→ Task goal
Among the entries, find the lines with the string "exponent" and report them.

%%

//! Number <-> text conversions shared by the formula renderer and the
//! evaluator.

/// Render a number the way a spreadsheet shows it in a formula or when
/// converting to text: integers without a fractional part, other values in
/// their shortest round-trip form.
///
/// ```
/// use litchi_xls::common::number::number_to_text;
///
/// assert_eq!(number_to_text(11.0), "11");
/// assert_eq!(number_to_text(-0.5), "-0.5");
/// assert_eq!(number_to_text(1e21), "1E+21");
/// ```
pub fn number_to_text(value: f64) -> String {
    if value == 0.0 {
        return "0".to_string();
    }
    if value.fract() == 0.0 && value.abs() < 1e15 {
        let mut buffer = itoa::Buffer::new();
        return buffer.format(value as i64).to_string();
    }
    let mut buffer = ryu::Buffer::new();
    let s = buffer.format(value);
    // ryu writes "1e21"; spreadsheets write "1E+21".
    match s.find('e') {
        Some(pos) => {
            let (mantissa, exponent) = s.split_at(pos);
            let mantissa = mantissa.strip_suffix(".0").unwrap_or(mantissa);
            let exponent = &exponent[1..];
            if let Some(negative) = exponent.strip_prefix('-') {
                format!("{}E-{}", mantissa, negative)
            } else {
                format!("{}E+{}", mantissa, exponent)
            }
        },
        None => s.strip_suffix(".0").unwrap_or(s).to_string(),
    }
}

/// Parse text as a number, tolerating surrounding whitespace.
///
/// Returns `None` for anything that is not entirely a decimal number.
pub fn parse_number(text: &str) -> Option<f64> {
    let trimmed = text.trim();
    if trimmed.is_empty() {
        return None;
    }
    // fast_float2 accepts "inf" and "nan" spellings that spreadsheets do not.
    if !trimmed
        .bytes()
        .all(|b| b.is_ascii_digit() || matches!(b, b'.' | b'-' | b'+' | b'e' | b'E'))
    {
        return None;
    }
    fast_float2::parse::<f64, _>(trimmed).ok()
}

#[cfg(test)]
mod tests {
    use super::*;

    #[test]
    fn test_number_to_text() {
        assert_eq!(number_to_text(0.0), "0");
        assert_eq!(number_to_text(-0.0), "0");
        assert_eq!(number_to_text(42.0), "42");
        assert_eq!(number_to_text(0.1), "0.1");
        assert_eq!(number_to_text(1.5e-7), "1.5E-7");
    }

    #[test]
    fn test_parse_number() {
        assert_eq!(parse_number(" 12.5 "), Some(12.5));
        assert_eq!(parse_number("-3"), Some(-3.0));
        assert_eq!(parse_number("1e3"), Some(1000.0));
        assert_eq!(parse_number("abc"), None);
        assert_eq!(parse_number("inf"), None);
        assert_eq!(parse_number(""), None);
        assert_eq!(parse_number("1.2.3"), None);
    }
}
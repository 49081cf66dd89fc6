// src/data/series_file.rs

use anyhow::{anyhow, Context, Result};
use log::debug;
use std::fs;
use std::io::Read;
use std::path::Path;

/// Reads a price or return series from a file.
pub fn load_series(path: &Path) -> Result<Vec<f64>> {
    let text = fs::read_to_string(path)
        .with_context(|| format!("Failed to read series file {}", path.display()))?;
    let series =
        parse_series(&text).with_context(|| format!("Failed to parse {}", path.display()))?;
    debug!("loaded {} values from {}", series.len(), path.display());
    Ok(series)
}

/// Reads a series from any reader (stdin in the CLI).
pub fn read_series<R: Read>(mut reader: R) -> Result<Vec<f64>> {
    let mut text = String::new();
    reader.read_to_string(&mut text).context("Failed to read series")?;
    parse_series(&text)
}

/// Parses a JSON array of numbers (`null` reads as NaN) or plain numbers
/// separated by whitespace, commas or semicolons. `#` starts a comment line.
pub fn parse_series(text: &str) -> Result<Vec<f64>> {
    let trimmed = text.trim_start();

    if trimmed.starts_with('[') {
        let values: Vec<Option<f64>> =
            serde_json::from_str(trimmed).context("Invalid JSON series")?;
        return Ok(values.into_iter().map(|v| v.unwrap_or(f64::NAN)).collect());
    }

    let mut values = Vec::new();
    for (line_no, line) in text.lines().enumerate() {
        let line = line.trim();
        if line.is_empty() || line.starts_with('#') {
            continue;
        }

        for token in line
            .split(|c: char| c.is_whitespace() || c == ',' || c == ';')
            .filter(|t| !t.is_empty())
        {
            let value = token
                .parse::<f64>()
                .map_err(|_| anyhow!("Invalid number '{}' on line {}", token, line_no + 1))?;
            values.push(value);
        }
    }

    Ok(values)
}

%%

→ Answer to this exercise
            let (mantissa, exponent) = s.split_at(pos);
            let exponent = &exponent[1..];
            if let Some(negative) = exponent.strip_prefix('-') {
                format!("{}E+{}", mantissa, exponent)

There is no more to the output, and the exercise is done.